● **Data supplied**
# # # # # # #

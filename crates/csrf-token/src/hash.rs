//! SHA-256 digests of token secrets.

use std::fmt;

use sha2::{Digest, Sha256};

/// Length of a hex-encoded SHA-256 digest.
pub const DIGEST_HEX_LEN: usize = 64;

/// Hex-encoded SHA-256 of a secret, as stored in the binding cookie.
#[derive(Clone, PartialEq, Eq)]
pub struct TokenDigest(String);

impl TokenDigest {
    /// Wrap a digest read back from a cookie. No format checks; mismatches fail comparison.
    pub fn from_cookie_value(value: impl Into<String>) -> Self {
        Self(value.into())
    }

    pub fn as_str(&self) -> &str {
        &self.0
    }
}

impl fmt::Debug for TokenDigest {
    fn fmt(&self, f: &mut fmt::Formatter<'_>) -> fmt::Result {
        f.write_str("TokenDigest(..)")
    }
}

/// Compute the digest for a token.
///
/// Hashes the bytes of the hex string itself, so a header value can be hashed
/// exactly as received without decoding it first.
pub fn hash(token: impl AsRef<str>) -> TokenDigest {
    let result = Sha256::digest(token.as_ref().as_bytes());
    TokenDigest(hex::encode(result))
}
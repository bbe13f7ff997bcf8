use std::net::SocketAddr;
use std::path::Path;

use csrf_token::{CookieConfig, DEFAULT_COOKIE_NAME, DEFAULT_HEADER_NAME, DEFAULT_MAX_AGE_SECS};
use http::HeaderName;
use serde::Deserialize;
use thiserror::Error;

#[derive(Debug, Error)]
pub enum ConfigError {
    #[error("failed to read config {path}: {source}")]
    Io {
        path: String,
        source: std::io::Error,
    },

    #[error("failed to parse config: {0}")]
    Parse(#[from] serde_yaml::Error),

    #[error("invalid config: {0}")]
    Invalid(String),
}

#[derive(Debug, Clone, Deserialize)]
pub struct GatewayConfig {
    #[serde(default = "default_listen")]
    pub listen: String,
    pub upstream: Upstream,
    /// Emits `Secure` on the binding cookie.
    #[serde(default)]
    pub production: bool,
    #[serde(default)]
    pub csrf: CsrfSettings,
}

#[derive(Debug, Clone, Deserialize)]
pub struct Upstream {
    /// `ip:port` of the protected application.
    pub address: String,
    #[serde(default)]
    pub tls: bool,
    #[serde(default)]
    pub sni: String,
}

#[derive(Debug, Clone, Deserialize)]
#[serde(default)]
pub struct CsrfSettings {
    pub cookie_name: String,
    pub header_name: String,
    pub max_age_secs: u32,
    pub issue_path: String,
    pub validate_path: String,
    /// Paths that never require a token. Matches exactly or as a `/`-bounded prefix.
    pub public_paths: Vec<String>,
    /// Successful requests to these paths also drop the binding cookie.
    pub logout_paths: Vec<String>,
}

impl Default for CsrfSettings {
    fn default() -> Self {
        Self {
            cookie_name: DEFAULT_COOKIE_NAME.to_string(),
            header_name: DEFAULT_HEADER_NAME.to_string(),
            max_age_secs: DEFAULT_MAX_AGE_SECS,
            issue_path: "/api/csrf-token".to_string(),
            validate_path: "/api/csrf/validate".to_string(),
            public_paths: Vec::new(),
            logout_paths: Vec::new(),
        }
    }
}

fn default_listen() -> String {
    "0.0.0.0:8080".to_string()
}

impl GatewayConfig {
    pub fn from_yaml(source: &str) -> Result<Self, ConfigError> {
        let config: GatewayConfig = serde_yaml::from_str(source)?;
        config.validate()?;
        Ok(config)
    }

    pub fn load(path: impl AsRef<Path>) -> Result<Self, ConfigError> {
        let path = path.as_ref();
        let source = std::fs::read_to_string(path).map_err(|source| ConfigError::Io {
            path: path.display().to_string(),
            source,
        })?;
        Self::from_yaml(&source)
    }

    pub fn validate(&self) -> Result<(), ConfigError> {
        if self.upstream.address.parse::<SocketAddr>().is_err() {
            return Err(ConfigError::Invalid(format!(
                "upstream.address '{}' is not an ip:port pair",
                self.upstream.address
            )));
        }

        let csrf = &self.csrf;
        if csrf.cookie_name.is_empty()
            || !csrf
                .cookie_name
                .bytes()
                .all(|b| b.is_ascii_graphic() && !b"()<>@,;:\\\"/[]?={}".contains(&b))
        {
            return Err(ConfigError::Invalid(format!(
                "cookie_name '{}' is not a valid cookie name",
                csrf.cookie_name
            )));
        }

        HeaderName::from_bytes(csrf.header_name.as_bytes()).map_err(|_| {
            ConfigError::Invalid(format!(
                "header_name '{}' is not a valid header name",
                csrf.header_name
            ))
        })?;

        if csrf.max_age_secs == 0 {
            return Err(ConfigError::Invalid("max_age_secs must be positive".into()));
        }

        let paths = [&csrf.issue_path, &csrf.validate_path]
            .into_iter()
            .chain(&csrf.public_paths)
            .chain(&csrf.logout_paths);
        for path in paths {
            if !path.starts_with('/') {
                return Err(ConfigError::Invalid(format!(
                    "path '{path}' must start with '/'"
                )));
            }
        }

        if csrf.issue_path == csrf.validate_path {
            return Err(ConfigError::Invalid(
                "issue_path and validate_path must differ".into(),
            ));
        }

        Ok(())
    }

    pub fn cookie_config(&self) -> CookieConfig {
        CookieConfig::new(self.csrf.cookie_name.clone())
            .with_secure(self.production)
            .with_max_age(self.csrf.max_age_secs)
    }
}
//! Client side of the double-submit token exchange.
//!
//! [`TokenProvider`] fetches a token from the issuance endpoint once, caches it,
//! and attaches it to every state-changing request. A `403` from the gateway
//! triggers a single shared refresh followed by a bounded retry.
//!
//! ```no_run
//! use csrf_client::{ProviderConfig, TokenProvider};
//! use reqwest::Method;
//!
//! # async fn run() -> Result<(), csrf_client::ClientError> {
//! let provider = TokenProvider::new(ProviderConfig::new("https://app.example/api/csrf-token"))?;
//! let response = provider
//!     .send(Method::POST, "https://app.example/api/patients", |request| {
//!         request.body(r#"{"name":"Ada"}"#)
//!     })
//!     .await?;
//! println!("{}", response.status());
//! # Ok(())
//! # }
//! ```

mod error;
mod provider;

pub use error::{ClientError, Result};
pub use provider::{IssuedToken, ProviderConfig, TokenProvider};
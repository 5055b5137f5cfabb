// Background sampling worker. Reads the sensor on a fixed cadence, buffers
// readings, and flushes them to the database in batches. Pruning and app
// stats logging run on their own real-time intervals.

use std::sync::Arc;

use chrono::Utc;

use tokio::time::{Duration, MissedTickBehavior, interval};

use crate::reading_repo::ReadingRepo;
use crate::sensor::SensorSource;

/// Sensor, storage, and shutdown signal for the worker.
pub struct WorkerDeps {
    pub source: Arc<dyn SensorSource>,
    pub reading_repo: Arc<ReadingRepo>,
    pub shutdown_rx: tokio::sync::oneshot::Receiver<()>,
}

/// Worker timing config. Flushing and pruning use real-time intervals,
/// independent of sample_interval_ms.
pub struct WorkerConfig {
    pub sample_interval_ms: u64,
    /// Buffered readings that force a flush before the interval fires.
    pub flush_rate: u64,
    /// How often to flush regardless of buffer size (real seconds).
    pub flush_interval_secs: u64,
    /// How often to prune old data (real seconds).
    pub prune_interval_secs: u64,
    /// How often to log app stats (real seconds).
    pub stats_log_interval_secs: u64,
}

pub fn spawn(deps: WorkerDeps, config: WorkerConfig) -> tokio::task::JoinHandle<()> {
    let WorkerDeps {
        source,
        reading_repo,
        mut shutdown_rx,
    } = deps;
    let WorkerConfig {
        sample_interval_ms,
        flush_rate,
        flush_interval_secs,
        prune_interval_secs,
        stats_log_interval_secs,
    } = config;

    tokio::spawn(async move {
        let mut sample_tick = interval(Duration::from_millis(sample_interval_ms));
        sample_tick.set_missed_tick_behavior(MissedTickBehavior::Skip);
        let mut flush_tick = interval(Duration::from_secs(flush_interval_secs));
        flush_tick.set_missed_tick_behavior(MissedTickBehavior::Skip);
        let mut prune_tick = interval(Duration::from_secs(prune_interval_secs));
        prune_tick.set_missed_tick_behavior(MissedTickBehavior::Skip);
        let mut stats_log_tick = interval(Duration::from_secs(stats_log_interval_secs));
        stats_log_tick.set_missed_tick_behavior(MissedTickBehavior::Skip);

        let mut buffer: Vec<crate::models::Reading> = Vec::new();
        let mut readings_saved_total: u64 = 0;
        let mut readings_pruned_total: u64 = 0;

        let worker_span = tracing::span!(tracing::Level::DEBUG, "worker", sample_interval_ms);
        let _guard = worker_span.enter();

        loop {
            tokio::select! {
                _ = sample_tick.tick() => {
                    match source.read_sample(Utc::now()) {
                        Ok(reading) => {
                            buffer.push(reading);
                            if buffer.len() >= flush_rate as usize
                                && let Err(e) = flush_buffer(&reading_repo, &mut buffer, &mut readings_saved_total).await
                            {
                                tracing::warn!(error = %e, operation = "insert_readings", "flush failed");
                            }
                        }
                        Err(e) => {
                            tracing::warn!(error = %e, operation = "read_sample", "sensor read failed");
                        }
                    }
                }
                _ = flush_tick.tick() => {
                    if let Err(e) = flush_buffer(&reading_repo, &mut buffer, &mut readings_saved_total).await {
                        tracing::warn!(error = %e, operation = "insert_readings", "flush failed");
                    }
                }
                _ = prune_tick.tick() => {
                    match reading_repo.prune_old_data().await {
                        Ok(pruned) => {
                            readings_pruned_total += pruned;
                            tracing::debug!(operation = "prune_old_data", pruned, "Old data pruned");
                        }
                        Err(e) => {
                            tracing::warn!(error = %e, operation = "prune_old_data", "Failed to prune old data");
                        }
                    }
                }
                _ = stats_log_tick.tick() => {
                    tracing::info!(
                        buffered = buffer.len(),
                        readings_saved_total,
                        readings_pruned_total,
                        "app stats"
                    );
                }
                _ = &mut shutdown_rx => {
                    tracing::debug!("Worker shutting down");
                    break;
                }
            }
        }
        if let Err(e) = flush_buffer(&reading_repo, &mut buffer, &mut readings_saved_total).await {
            tracing::warn!(error = %e, operation = "insert_readings", "final flush failed");
        }
    })
}

async fn flush_buffer(
    reading_repo: &ReadingRepo,
    buffer: &mut Vec<crate::models::Reading>,
    saved_total: &mut u64,
) -> anyhow::Result<()> {
    if buffer.is_empty() {
        return Ok(());
    }
    let n = buffer.len();
    reading_repo.insert_readings(buffer).await?;
    *saved_total += n as u64;
    buffer.clear();
    tracing::debug!(operation = "insert_readings", readings_count = n, "Readings saved");
    Ok(())
}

# # # # # # #

● **Aim of the task**
After reading the entries above, state the number of lines that contain the word "ReadingRepo", adding nothing else.

● **Result**
3